The BlackRock ETF reportedly “went all in on the reflation trade back in May. It has barely edged higher since then as the cheap, cyclically sensitive shares it piled into struggled.” The fund’s quant-based strategy, the article explains, tracks the market’s top performers of the past six and 12 months, and in May upped its allocation to financials and cut exposure to tech companies.
The problem, the article notes, is that the fund’s semiannual rebalance didn’t come soon enough and created a “double blow”—it ended up holding tech stocks longer than its peers when they were lagging, then switched to value shares “at their peak.”

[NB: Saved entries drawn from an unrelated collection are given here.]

// Licensed under the Apache-2.0 license

use thiserror::Error;

/// Configuration errors raised while compiling register definitions.
///
/// None of these are recoverable within a run: the first one aborts the
/// compilation and no procedures are produced.
#[derive(Error, Debug, Clone, PartialEq, Eq)]
pub enum WarlError {
    /// A legal set (or one of its segments) resolves to no values at all.
    #[error("{register}.{field}: legal range is empty")]
    EmptyRange { register: String, field: String },

    /// A field declares both bitmask and range-list legal values.
    #[error("{register}.{field}: cannot mix bitmask and range legal values")]
    MixedRepresentation { register: String, field: String },

    /// A dependency clause names a field that cannot be resolved.
    #[error("{register}.{field}: cannot resolve dependency '{dependency}'")]
    UnresolvedDependency {
        register: String,
        field: String,
        dependency: String,
    },

    /// A shadow field targets a register that has not been assembled yet.
    #[error("{register}.{field}: shadow target '{target}' must be defined before this register")]
    ForwardShadowReference {
        register: String,
        field: String,
        target: String,
    },

    /// Two registers of the same width profile share an address.
    #[error("address {address:#05x} is used by both '{first}' and '{second}'")]
    DuplicateAddress {
        address: u32,
        first: String,
        second: String,
    },

    /// Two fields of one register cover a common bit.
    #[error("{register}: fields '{first}' and '{second}' overlap")]
    OverlappingField {
        register: String,
        first: String,
        second: String,
    },

    /// A field or legal slice does not fit inside its container.
    #[error("{register}.{field}: bits [{msb}:{lsb}] do not fit in {width} bits")]
    FieldOutOfRange {
        register: String,
        field: String,
        msb: u32,
        lsb: u32,
        width: u32,
    },

    /// A legal value, literal replacement or bitmask exceeds its slice.
    #[error("{register}.{field}: value {value:#x} does not fit in mask {mask:#x}")]
    ValueOutOfRange {
        register: String,
        field: String,
        value: u64,
        mask: u64,
    },

    /// A legal or illegal-write expression does not parse.
    #[error("{register}.{field}: cannot parse '{text}': {message}")]
    Syntax {
        register: String,
        field: String,
        text: String,
        message: String,
    },

    /// A register entry is structurally incomplete.
    #[error("{register}: {message}")]
    InvalidDefinition { register: String, message: String },
}

pub type WarlResult<T> = std::result::Result<T, WarlError>;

The losses, the article notes, are a “measure of the fickle markets this year that have left Wall Street divided over whether the reopening trade has run its course.” It adds that it is also a reflection of “one of the key questions at the heart of index investing—when and how should a fund rebalance? Too often, and costs ramp up. Too seldom and it fails to keep pace with the market.”
The fund’s “scheduling headaches,” the article concludes, are “far from unique” adding that in the $1.4 trillion smart-beta universe, almost 20% of funds rebalance semiannually (according to Bloomberg Intelligence) and about one in 10 adjusts annually.